++++ SUPPLIED ENTRIES ++++
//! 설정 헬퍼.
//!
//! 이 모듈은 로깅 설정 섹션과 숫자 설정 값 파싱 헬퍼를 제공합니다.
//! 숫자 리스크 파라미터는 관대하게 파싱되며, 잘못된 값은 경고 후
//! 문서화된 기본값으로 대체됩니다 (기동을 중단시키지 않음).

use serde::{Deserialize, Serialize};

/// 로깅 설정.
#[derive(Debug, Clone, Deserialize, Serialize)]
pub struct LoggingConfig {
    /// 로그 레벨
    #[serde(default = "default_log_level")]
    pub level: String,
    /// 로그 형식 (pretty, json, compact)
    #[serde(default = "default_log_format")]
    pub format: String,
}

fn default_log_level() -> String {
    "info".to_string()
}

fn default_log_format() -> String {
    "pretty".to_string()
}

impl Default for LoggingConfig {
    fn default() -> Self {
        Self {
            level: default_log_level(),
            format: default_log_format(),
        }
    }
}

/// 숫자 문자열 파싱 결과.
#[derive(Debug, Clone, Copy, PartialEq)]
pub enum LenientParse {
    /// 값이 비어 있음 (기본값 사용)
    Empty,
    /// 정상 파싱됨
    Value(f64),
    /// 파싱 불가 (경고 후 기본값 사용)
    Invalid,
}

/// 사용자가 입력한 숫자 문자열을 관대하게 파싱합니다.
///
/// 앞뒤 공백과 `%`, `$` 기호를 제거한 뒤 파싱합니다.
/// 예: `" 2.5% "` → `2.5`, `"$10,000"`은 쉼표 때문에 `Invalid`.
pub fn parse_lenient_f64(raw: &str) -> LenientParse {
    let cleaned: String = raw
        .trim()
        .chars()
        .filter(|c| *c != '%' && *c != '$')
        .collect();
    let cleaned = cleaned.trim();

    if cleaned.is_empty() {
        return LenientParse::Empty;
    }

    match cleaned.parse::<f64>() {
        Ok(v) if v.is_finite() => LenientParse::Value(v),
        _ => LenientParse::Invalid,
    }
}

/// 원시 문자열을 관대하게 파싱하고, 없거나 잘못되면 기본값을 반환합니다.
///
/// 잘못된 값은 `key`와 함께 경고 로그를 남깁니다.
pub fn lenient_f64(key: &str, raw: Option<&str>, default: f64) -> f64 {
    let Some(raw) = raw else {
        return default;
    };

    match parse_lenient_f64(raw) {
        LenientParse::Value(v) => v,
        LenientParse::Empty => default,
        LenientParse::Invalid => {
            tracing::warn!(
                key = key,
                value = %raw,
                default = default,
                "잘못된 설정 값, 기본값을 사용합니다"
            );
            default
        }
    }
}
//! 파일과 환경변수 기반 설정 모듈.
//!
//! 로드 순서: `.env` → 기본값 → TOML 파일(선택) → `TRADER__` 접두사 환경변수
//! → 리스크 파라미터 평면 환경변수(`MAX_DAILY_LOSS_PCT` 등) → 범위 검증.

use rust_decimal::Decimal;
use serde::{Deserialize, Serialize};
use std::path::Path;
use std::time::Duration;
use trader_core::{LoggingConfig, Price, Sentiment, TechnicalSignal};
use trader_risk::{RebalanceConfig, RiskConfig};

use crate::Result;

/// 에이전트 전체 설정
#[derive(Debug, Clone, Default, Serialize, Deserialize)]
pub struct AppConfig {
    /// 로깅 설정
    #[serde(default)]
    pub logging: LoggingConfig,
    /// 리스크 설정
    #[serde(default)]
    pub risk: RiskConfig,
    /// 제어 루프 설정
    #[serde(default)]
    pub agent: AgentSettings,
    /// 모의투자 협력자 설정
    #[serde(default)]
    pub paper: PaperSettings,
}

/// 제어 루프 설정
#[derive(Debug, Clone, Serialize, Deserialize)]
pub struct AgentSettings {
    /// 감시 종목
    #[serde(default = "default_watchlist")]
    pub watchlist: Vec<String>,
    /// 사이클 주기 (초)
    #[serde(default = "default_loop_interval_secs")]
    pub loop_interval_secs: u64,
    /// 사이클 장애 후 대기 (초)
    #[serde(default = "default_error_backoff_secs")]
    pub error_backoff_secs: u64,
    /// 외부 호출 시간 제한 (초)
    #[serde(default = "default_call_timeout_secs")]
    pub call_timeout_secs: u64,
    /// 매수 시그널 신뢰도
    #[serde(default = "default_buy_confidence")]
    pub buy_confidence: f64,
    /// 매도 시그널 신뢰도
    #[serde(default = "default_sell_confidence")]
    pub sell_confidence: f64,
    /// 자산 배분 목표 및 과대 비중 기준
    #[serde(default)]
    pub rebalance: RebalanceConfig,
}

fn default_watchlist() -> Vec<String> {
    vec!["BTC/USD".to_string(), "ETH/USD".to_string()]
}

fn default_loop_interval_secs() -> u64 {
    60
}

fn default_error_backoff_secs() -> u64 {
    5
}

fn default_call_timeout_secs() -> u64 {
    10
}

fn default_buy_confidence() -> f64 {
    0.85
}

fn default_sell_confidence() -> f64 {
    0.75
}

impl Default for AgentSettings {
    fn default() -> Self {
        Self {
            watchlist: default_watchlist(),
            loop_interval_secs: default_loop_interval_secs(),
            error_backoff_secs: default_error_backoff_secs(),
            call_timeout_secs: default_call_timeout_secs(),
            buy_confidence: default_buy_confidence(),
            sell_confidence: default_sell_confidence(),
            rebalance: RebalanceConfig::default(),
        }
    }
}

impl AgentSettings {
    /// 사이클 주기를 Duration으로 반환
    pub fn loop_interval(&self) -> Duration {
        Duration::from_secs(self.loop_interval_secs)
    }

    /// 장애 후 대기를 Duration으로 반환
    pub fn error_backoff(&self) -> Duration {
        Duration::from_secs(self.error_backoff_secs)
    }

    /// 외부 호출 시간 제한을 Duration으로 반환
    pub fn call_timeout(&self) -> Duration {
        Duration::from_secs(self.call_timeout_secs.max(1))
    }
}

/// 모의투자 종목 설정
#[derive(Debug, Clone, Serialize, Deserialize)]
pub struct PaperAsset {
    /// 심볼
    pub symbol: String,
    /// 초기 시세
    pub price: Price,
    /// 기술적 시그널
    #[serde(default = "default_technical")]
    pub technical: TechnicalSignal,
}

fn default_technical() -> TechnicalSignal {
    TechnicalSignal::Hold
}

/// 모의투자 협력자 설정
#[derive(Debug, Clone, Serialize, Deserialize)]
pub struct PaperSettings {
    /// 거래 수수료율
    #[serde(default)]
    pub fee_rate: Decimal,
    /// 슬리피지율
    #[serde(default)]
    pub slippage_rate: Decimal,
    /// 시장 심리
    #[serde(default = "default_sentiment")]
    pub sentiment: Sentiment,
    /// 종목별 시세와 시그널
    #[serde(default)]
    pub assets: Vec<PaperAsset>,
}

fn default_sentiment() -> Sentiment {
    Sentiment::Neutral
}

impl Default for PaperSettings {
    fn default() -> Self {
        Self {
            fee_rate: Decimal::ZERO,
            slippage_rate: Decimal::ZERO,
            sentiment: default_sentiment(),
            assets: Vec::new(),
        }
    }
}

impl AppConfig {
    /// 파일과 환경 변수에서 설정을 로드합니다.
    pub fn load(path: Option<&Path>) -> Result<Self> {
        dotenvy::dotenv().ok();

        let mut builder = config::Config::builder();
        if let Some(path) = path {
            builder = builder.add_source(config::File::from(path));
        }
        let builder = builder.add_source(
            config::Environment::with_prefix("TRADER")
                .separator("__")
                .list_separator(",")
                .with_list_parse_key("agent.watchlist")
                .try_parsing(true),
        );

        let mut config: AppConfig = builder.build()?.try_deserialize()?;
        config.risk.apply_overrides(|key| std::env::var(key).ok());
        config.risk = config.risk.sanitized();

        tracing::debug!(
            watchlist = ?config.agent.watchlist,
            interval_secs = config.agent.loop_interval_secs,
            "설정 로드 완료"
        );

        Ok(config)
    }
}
++++
Your answer should consist of every line from the entries that holds "assets".

TASK ANSWER:
    pub assets: Vec<PaperAsset>,
            assets: Vec::new(),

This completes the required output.